Looks like some folks in KT are playing a new variation on a VIP senario: find and shoot the person dressed as Saddam Hussein

HoppysMag
04-05-2003, 03:53 PM
cant get in, we need to be registered to view....

but after 9-11 we had a guy took the time cover pic of binladen and cut it out to fit on his mask... funny stuff... hed run around we would take pot shots ar him

andy13186
04-05-2003, 04:06 PM
My local golf driving range has huge posters of Saddam hussein and Osama bin laden at like the 150 yard mark=)

Cristobal
04-05-2003, 04:16 PM
Originally posted by HoppysMag
cant get in, we need to be registered to view....


Oops, sorry, forgot about the registration part (by the way its free and takes about 30 seconds to do, and then you can read all you want)

But for those who don't want to:




Americans Turn to Paintball During War
By THE ASSOCIATED PRESS


Filed at 1:55 p.m. ET

LOUISVILLE, Ky. (AP) -- During World War II, Americans worked out their anxiety with cartoons portraying Hitler as a pig. After the Sept. 11 terrorist attacks, they used toilet paper imprinted with Osama bin Laden's face. Today, they're shooting paintballs at Saddam Hussein.

Taking aim at the symbolic face of the enemy is an age-old way of coping during times of war.

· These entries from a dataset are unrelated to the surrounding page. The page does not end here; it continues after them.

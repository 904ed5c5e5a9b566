//! Domain types for users, expenses and expense reports

use chrono::{DateTime, Utc};
use serde::{Deserialize, Serialize};
use std::collections::BTreeSet;
use std::fmt::Display;
use std::str::FromStr;

pub type UserId = u64;
pub type ExpenseId = u64;
pub type ReportId = u64;

#[derive(Debug, Clone, Copy, PartialEq, Eq, Hash, Serialize, Deserialize)]
#[serde(rename_all = "kebab-case")]
pub enum ExpenseCategory {
    Travel,
    Meals,
    OfficeSupplies,
}

impl Display for ExpenseCategory {
    fn fmt(&self, f: &mut std::fmt::Formatter<'_>) -> std::fmt::Result {
        write!(
            f,
            "{}",
            match self {
                ExpenseCategory::Travel => "travel",
                ExpenseCategory::Meals => "meals",
                ExpenseCategory::OfficeSupplies => "office-supplies",
            }
        )
    }
}

impl FromStr for ExpenseCategory {
    type Err = anyhow::Error;

    fn from_str(s: &str) -> Result<Self, Self::Err> {
        match s.trim().to_lowercase().as_str() {
            "travel" => Ok(ExpenseCategory::Travel),
            "meals" => Ok(ExpenseCategory::Meals),
            "office-supplies" | "office supplies" | "office_supplies" => {
                Ok(ExpenseCategory::OfficeSupplies)
            }
            _ => Err(anyhow::anyhow!("Invalid expense category: {}", s)),
        }
    }
}

#[derive(Debug, Clone, Copy, PartialEq, Eq, Hash, Serialize, Deserialize)]
#[serde(rename_all = "lowercase")]
pub enum ExpenseStatus {
    Pending,
    Approved,
    Rejected,
}

impl Display for ExpenseStatus {
    fn fmt(&self, f: &mut std::fmt::Formatter<'_>) -> std::fmt::Result {
        write!(
            f,
            "{}",
            match self {
                ExpenseStatus::Pending => "pending",
                ExpenseStatus::Approved => "approved",
                ExpenseStatus::Rejected => "rejected",
            }
        )
    }
}

impl FromStr for ExpenseStatus {
    type Err = anyhow::Error;

    fn from_str(s: &str) -> Result<Self, Self::Err> {
        match s.trim().to_lowercase().as_str() {
            "pending" => Ok(ExpenseStatus::Pending),
            "approved" => Ok(ExpenseStatus::Approved),
            "rejected" => Ok(ExpenseStatus::Rejected),
            _ => Err(anyhow::anyhow!("Invalid expense status: {}", s)),
        }
    }
}

/// Lifecycle state of an expense report. `Draft` is the only state that accepts changes.
#[derive(Debug, Clone, Copy, PartialEq, Eq, Hash, Serialize, Deserialize)]
#[serde(rename_all = "lowercase")]
pub enum ReportStatus {
    Draft,
    Submitted,
    Approved,
}

impl Display for ReportStatus {
    fn fmt(&self, f: &mut std::fmt::Formatter<'_>) -> std::fmt::Result {
        write!(
            f,
            "{}",
            match self {
                ReportStatus::Draft => "draft",
                ReportStatus::Submitted => "submitted",
                ReportStatus::Approved => "approved",
            }
        )
    }
}

impl FromStr for ReportStatus {
    type Err = anyhow::Error;

    fn from_str(s: &str) -> Result<Self, Self::Err> {
        match s.trim().to_lowercase().as_str() {
            "draft" => Ok(ReportStatus::Draft),
            "submitted" => Ok(ReportStatus::Submitted),
            "approved" => Ok(ReportStatus::Approved),
            _ => Err(anyhow::anyhow!("Invalid report status: {}", s)),
        }
    }
}

#[derive(Debug, Clone, PartialEq, Serialize, Deserialize)]
pub struct User {
    pub id: UserId,
    pub name: String,
    pub email: String,
    pub created_at: DateTime<Utc>,
    pub updated_at: DateTime<Utc>,
    #[serde(default)]
    pub deleted_at: Option<DateTime<Utc>>,
}

#[derive(Debug, Clone, PartialEq, Serialize, Deserialize)]
pub struct Expense {
    pub id: ExpenseId,
    pub user_id: UserId,
    pub amount: f64,
    pub currency: String,
    pub category: ExpenseCategory,
    pub status: ExpenseStatus,
    #[serde(default)]
    pub description: String,
    #[serde(default)]
    pub receipt: String,
    pub created_at: DateTime<Utc>,
    pub updated_at: DateTime<Utc>,
    #[serde(default)]
    pub deleted_at: Option<DateTime<Utc>>,
}

#[derive(Debug, Clone, PartialEq, Serialize, Deserialize)]
pub struct ExpenseReport {
    pub id: ReportId,
    pub user_id: UserId,
    pub title: String,
    pub status: ReportStatus,
    /// Sum of the associated expenses in the reference currency.
    pub total: f64,
    /// Set when the last recompute summed at least one unconverted amount.
    #[serde(default)]
    pub approximate: bool,
    #[serde(default)]
    pub expense_ids: BTreeSet<ExpenseId>,
    pub created_at: DateTime<Utc>,
    pub updated_at: DateTime<Utc>,
    #[serde(default)]
    pub deleted_at: Option<DateTime<Utc>>,
}

impl ExpenseReport {
    pub fn is_draft(&self) -> bool {
        self.status == ReportStatus::Draft
    }
}

/// Report total in the reference currency, stored together with the membership it covers.
#[derive(Debug, Clone, Copy, PartialEq)]
pub struct ReportTotal {
    pub total: f64,
    pub approximate: bool,
}

/// Input for creating an expense.
#[derive(Debug, Clone)]
pub struct NewExpense {
    pub amount: f64,
    pub currency: String,
    pub category: ExpenseCategory,
    pub description: String,
    pub receipt: String,
}

/// Partial update of an expense; `None` leaves the field untouched.
#[derive(Debug, Clone, Default)]
pub struct ExpenseUpdate {
    pub amount: Option<f64>,
    pub currency: Option<String>,
    pub category: Option<ExpenseCategory>,
    pub description: Option<String>,
    pub receipt: Option<String>,
    pub status: Option<ExpenseStatus>,
}

impl ExpenseUpdate {
    /// Whether applying the update can change a report total.
    pub fn affects_total(&self) -> bool {
        self.amount.is_some() || self.currency.is_some()
    }
}

#[derive(Debug, Clone, Default, PartialEq, Eq, Serialize, Deserialize)]
pub struct ExpenseQuery {
    pub category: Option<ExpenseCategory>,
    pub status: Option<ExpenseStatus>,
}

#[derive(Debug, Clone, Default, PartialEq, Eq, Serialize, Deserialize)]
pub struct ReportQuery {
    pub status: Option<ReportStatus>,
}

pub const DEFAULT_PER_PAGE: u32 = 10;
pub const MAX_PER_PAGE: u32 = 100;

/// One-based page request.
#[derive(Debug, Clone, Copy, PartialEq, Eq, Serialize, Deserialize)]
pub struct Pagination {
    pub page: u32,
    pub per_page: u32,
}

impl Default for Pagination {
    fn default() -> Self {
        Self {
            page: 1,
            per_page: DEFAULT_PER_PAGE,
        }
    }
}

impl Pagination {
    /// Clamps to `page >= 1` and `1 <= per_page <= 100`; a zero `per_page` means the default.
    pub fn clamped(self) -> Self {
        let per_page = match self.per_page {
            0 => DEFAULT_PER_PAGE,
            n => n.min(MAX_PER_PAGE),
        };
        Self {
            page: self.page.max(1),
            per_page,
        }
    }

    pub fn offset(&self) -> usize {
        (self.page.saturating_sub(1) as usize) * self.per_page as usize
    }
}

#[derive(Debug, Clone, PartialEq, Serialize, Deserialize)]
pub struct Page<T> {
    pub items: Vec<T>,
    pub page: u32,
    pub per_page: u32,
    pub total: u64,
}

``There's always a sense, especially when the outcome of a war is unclear, that sometimes you feel powerless to do anything and the one thing you can do is make fun of people.'' said Robert Thompson, a professor of media and pop culture at Syracuse University.

Outside Louisville, in Corydon, Ind., the winners of a radio station contest crawled through the woods, ``soldiers'' on the hunt for the leader of Iraq.

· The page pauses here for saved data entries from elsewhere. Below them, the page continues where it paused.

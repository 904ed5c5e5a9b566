//! Currency conversion abstractions

use anyhow::Result;
use async_trait::async_trait;
use std::collections::HashMap;

/// ISO 4217 codes accepted for expense amounts.
pub const SUPPORTED_CURRENCIES: [&str; 20] = [
    "USD", "EUR", "GBP", "JPY", "AUD", "CAD", "CHF", "CNY", "INR", "SGD", "NZD", "MXN", "HKD",
    "NOK", "SEK", "KRW", "TRY", "RUB", "ZAR", "BRL",
];

/// Canonical form of a currency code: trimmed and upper-cased.
pub fn normalize_code(code: &str) -> String {
    code.trim().to_ascii_uppercase()
}

pub fn is_supported(code: &str) -> bool {
    let code = normalize_code(code);
    SUPPORTED_CURRENCIES.contains(&code.as_str())
}

/// Resolves the multiplier that converts an amount in `from` into `to`.
#[async_trait]
pub trait CurrencyRateProvider: Send + Sync {
    async fn get_rate(&self, from: &str, to: &str) -> Result<f64>;
}

/// An upstream source that publishes all rates for a base currency at once.
#[async_trait]
pub trait ExchangeRateProvider: Send + Sync {
    async fn fetch_rates(&self, base: &str) -> Result<HashMap<String, f64>>;
}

The crown of a shiny, olive-drab helmet rose from a clump of bushes, and Gary Henderson opened fire. ``I got Saddam, I got Saddam!'' Henderson screamed, bounding down the hill to confirm his kill.

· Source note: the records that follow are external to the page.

#[cfg(test)]
mod tests {
    use super::*;
    use crate::core::cache::KeyValueCollection;
    use crate::core::config::ConversionFallback;
    use crate::core::currency::CurrencyRateProvider;
    use crate::core::model::{ExpenseCategory, ExpenseStatus, ReportStatus};
    use crate::normalizer::CurrencyNormalizer;
    use crate::reports::ReportSettings;
    use crate::store::KeyValueStore;
    use crate::store::memory::MemoryCollection;
    use crate::store::repository::StoreRepository;
    use anyhow::{Result, anyhow};
    use async_trait::async_trait;
    use std::sync::atomic::{AtomicBool, Ordering};
    use tokio::sync::Notify;

    #[derive(Default)]
    struct EurToUsd {
        armed: AtomicBool,
        parked: Notify,
        release: Notify,
    }

    impl EurToUsd {
        /// Holds the next lookup until `release` is notified.
        fn park_next(&self) {
            self.armed.store(true, Ordering::SeqCst);
        }
    }

    #[async_trait]
    impl CurrencyRateProvider for EurToUsd {
        async fn get_rate(&self, from: &str, to: &str) -> Result<f64> {
            if self.armed.swap(false, Ordering::SeqCst) {
                self.parked.notify_one();
                self.release.notified().await;
            }
            match (from, to) {
                ("EUR", "USD") => Ok(1.1),
                _ => Err(anyhow!("no rate for {from}->{to}")),
            }
        }
    }

    struct Fixture {
        expenses: ExpenseService,
        lifecycle: Arc<ReportLifecycle>,
        rates: Arc<EurToUsd>,
        cache: Arc<MemoryCollection>,
        owner: UserId,
        other: UserId,
    }

    async fn fixture() -> Fixture {
        let repo = Arc::new(StoreRepository::new(&KeyValueStore::in_memory(), false).unwrap());
        let cache = Arc::new(MemoryCollection::new());
        let entity_cache = Arc::new(EntityCache::new(cache.clone()));
        let rates = Arc::new(EurToUsd::default());
        let lifecycle = Arc::new(ReportLifecycle::new(
            repo.clone(),
            repo.clone(),
            repo.clone(),
            Arc::new(CurrencyNormalizer::new(rates.clone())),
            entity_cache.clone(),
            ReportSettings {
                currency: "USD".to_string(),
                fallback: ConversionFallback::OriginalAmount,
                report_ttl: Duration::from_secs(1800),
                list_ttl: Duration::from_secs(300),
            },
        ));
        let expenses = ExpenseService::new(
            repo.clone(),
            repo.clone(),
            repo.clone(),
            lifecycle.clone(),
            entity_cache,
            Duration::from_secs(300),
        );
        let owner = UserRepository::create(repo.as_ref(), "Owner", "owner@example.com")
            .await
            .unwrap()
            .id;
        let other = UserRepository::create(repo.as_ref(), "Other", "other@example.com")
            .await
            .unwrap()
            .id;
        Fixture {
            expenses,
            lifecycle,
            rates,
            cache,
            owner,
            other,
        }
    }

    fn new_expense(amount: f64, currency: &str) -> NewExpense {
        NewExpense {
            amount,
            currency: currency.to_string(),
            category: ExpenseCategory::Travel,
            description: "Taxi".to_string(),
            receipt: String::new(),
        }
    }

    #[tokio::test]
    async fn test_create_expense_validation() {
        let f = fixture().await;
        let expense = f
            .expenses
            .create_expense(f.owner, &new_expense(12.5, " eur"))
            .await
            .unwrap();
        assert_eq!(expense.currency, "EUR");
        assert_eq!(expense.status, ExpenseStatus::Pending);

        for bad in [
            new_expense(0.0, "USD"),
            new_expense(-1.0, "USD"),
            new_expense(f64::NAN, "USD"),
            new_expense(1.0, "XYZ"),
        ] {
            let err = f.expenses.create_expense(f.owner, &bad).await.unwrap_err();
            assert!(matches!(err, ServiceError::InvalidArgument(_)));
        }

        let mut long = new_expense(1.0, "USD");
        long.description = "x".repeat(MAX_TEXT_LEN + 1);
        assert!(f.expenses.create_expense(f.owner, &long).await.is_err());

        let err = f
            .expenses
            .create_expense(404, &new_expense(1.0, "USD"))
            .await
            .unwrap_err();
        assert!(matches!(err, ServiceError::NotFound(_)));
    }

    #[tokio::test]
    async fn test_list_expenses_is_invalidated_by_create() {
        let f = fixture().await;
        f.expenses
            .create_expense(f.owner, &new_expense(10.0, "USD"))
            .await
            .unwrap();

        let page = f
            .expenses
            .list_expenses(f.owner, &ExpenseQuery::default(), Pagination::default())
            .await
            .unwrap();
        assert_eq!(page.total, 1);
        assert!(f.cache.get(b"expenses:user:1").await.unwrap().is_some());

        f.expenses
            .create_expense(f.owner, &new_expense(20.0, "USD"))
            .await
            .unwrap();
        assert!(f.cache.get(b"expenses:user:1").await.unwrap().is_none());

        let page = f
            .expenses
            .list_expenses(f.owner, &ExpenseQuery::default(), Pagination::default())
            .await
            .unwrap();
        assert_eq!(page.total, 2);

        let meals = ExpenseQuery {
            category: Some(ExpenseCategory::Meals),
            status: None,
        };
        let page = f
            .expenses
            .list_expenses(f.owner, &meals, Pagination::default())
            .await
            .unwrap();
        assert_eq!(page.total, 0);
    }

    #[tokio::test]
    async fn test_update_expense_in_draft_recomputes_total() {
        let f = fixture().await;
        let expense = f
            .expenses
            .create_expense(f.owner, &new_expense(100.0, "USD"))
            .await
            .unwrap();
        let report = f.lifecycle.create_report(f.owner, "Q1 Travel").await.unwrap();
        f.lifecycle
            .add_expenses(report.id, f.owner, &[expense.id])
            .await
            .unwrap();

        let update = ExpenseUpdate {
            amount: Some(50.0),
            currency: Some("EUR".to_string()),
            ..Default::default()
        };
        let updated = f
            .expenses
            .update_expense(expense.id, f.owner, &update)
            .await
            .unwrap();
        assert_eq!(updated.amount, 50.0);

        let report = f.lifecycle.get_report(report.id).await.unwrap();
        assert!((report.total - 55.0).abs() < 1e-9);
    }

    #[tokio::test]
    async fn test_update_expense_in_submitted_report_is_invalid_state() {
        let f = fixture().await;
        let expense = f
            .expenses
            .create_expense(f.owner, &new_expense(100.0, "USD"))
            .await
            .unwrap();
        let report = f.lifecycle.create_report(f.owner, "Q1 Travel").await.unwrap();
        f.lifecycle
            .add_expenses(report.id, f.owner, &[expense.id])
            .await
            .unwrap();
        let report = f.lifecycle.submit_report(report.id, f.owner).await.unwrap();
        assert_eq!(report.status, ReportStatus::Submitted);

        let update = ExpenseUpdate {
            description: Some("Airport taxi".to_string()),
            ..Default::default()
        };
        let err = f
            .expenses
            .update_expense(expense.id, f.owner, &update)
            .await
            .unwrap_err();
        assert!(matches!(err, ServiceError::InvalidState(_)));
    }

    #[tokio::test]
    async fn test_update_and_delete_require_owner() {
        let f = fixture().await;
        let expense = f
            .expenses
            .create_expense(f.owner, &new_expense(10.0, "USD"))
            .await
            .unwrap();

        let err = f
            .expenses
            .update_expense(expense.id, f.other, &ExpenseUpdate::default())
            .await
            .unwrap_err();
        assert!(matches!(err, ServiceError::Forbidden(_)));

        let err = f
            .expenses
            .delete_expense(expense.id, f.other)
            .await
            .unwrap_err();
        assert!(matches!(err, ServiceError::Forbidden(_)));
    }

    #[tokio::test]
    async fn test_delete_attached_expense_is_invalid_state() {
        let f = fixture().await;
        let attached = f
            .expenses
            .create_expense(f.owner, &new_expense(10.0, "USD"))
            .await
            .unwrap();
        let free = f
            .expenses
            .create_expense(f.owner, &new_expense(5.0, "USD"))
            .await
            .unwrap();
        let report = f.lifecycle.create_report(f.owner, "Q1 Travel").await.unwrap();
        f.lifecycle
            .add_expenses(report.id, f.owner, &[attached.id])
            .await
            .unwrap();

        let err = f
            .expenses
            .delete_expense(attached.id, f.owner)
            .await
            .unwrap_err();
        assert!(matches!(err, ServiceError::InvalidState(_)));

        f.expenses.delete_expense(free.id, f.owner).await.unwrap();
        let err = f.expenses.get_expense(free.id).await.unwrap_err();
        assert!(matches!(err, ServiceError::NotFound(_)));
    }

    #[tokio::test]
    async fn test_repricing_during_add_is_reflected_in_total() {
        let f = fixture().await;
        let expense = f
            .expenses
            .create_expense(f.owner, &new_expense(50.0, "EUR"))
            .await
            .unwrap();
        let report = f.lifecycle.create_report(f.owner, "Q1 Travel").await.unwrap();

        // The add is parked on its rate lookup while the amount changes underneath it
        let ids = [expense.id];
        let update = ExpenseUpdate {
            amount: Some(100.0),
            ..Default::default()
        };
        f.rates.park_next();
        let (added, updated) = tokio::join!(
            f.lifecycle.add_expenses(report.id, f.owner, &ids),
            async {
                f.rates.parked.notified().await;
                let result = f.expenses.update_expense(expense.id, f.owner, &update).await;
                f.rates.release.notify_one();
                result
            }
        );
        assert_eq!(updated.unwrap().amount, 100.0);
        let added = added.unwrap();
        assert!((added.total - 110.0).abs() < 1e-9);

        let stored = f.lifecycle.get_report(report.id).await.unwrap();
        assert!((stored.total - 110.0).abs() < 1e-9);
        assert!(stored.expense_ids.contains(&expense.id));
    }
}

Out stepped the captured leader, played by WTFX-FM deejay Scott Clark.

``This is all about giving people a chance to relieve any tension they might have because of the war,'' Clark said.

Dale Jefferson, 19, was drawn to the paintball promotion because he has Iraqi in-laws who oppose Saddam. ``I want to do it for them,'' Jefferson said.

Other disc jockeys sported blond wigs and dresses to give participants a shot at pseudo-Dixie Chicks, the country music trio whose singer Natalie Maines told a London audience last month that she was ashamed of President Bush. Maines later apologized, but around the country some fans trashed their compact discs in protest.

Paintballs are also flying at the Seaside Heights boardwalk in New Jersey, where patrons can spend $5 to fire 60 shots at a human decoy dressed in fatigues and wearing a mask resembling Saddam.

``Whenever you've got a huge national drama like this going on, there's a temptation in some ways to act it out, to integrate the whole thing,'' Thompson said.

``Even when I was a kid in the 1960s, somebody had to be the Germans, and everybody else got to be the good guys,'' he said.

A wave of anti-bin Laden gear appeared after his al-Qaida group was blamed for the 2001 terrorist attacks on New York and Washington. Besides the toilet paper, gun shops sold his face for target practice and a video game invited players to use their weapon to ``put bin Laden out like a cheap cigar.''

David Feinberg, a psychiatrist at the University of California-Los Angeles, said people who have no direct hand in the war need an outlet for the frustrations brought about by a lack of control.

He sees no danger in nasty jokes or pellet guns -- within limits.

``I think people that are using humor or mocking as a coping system also have to be extremely respectful of others that would not find this at all funny,'' he said.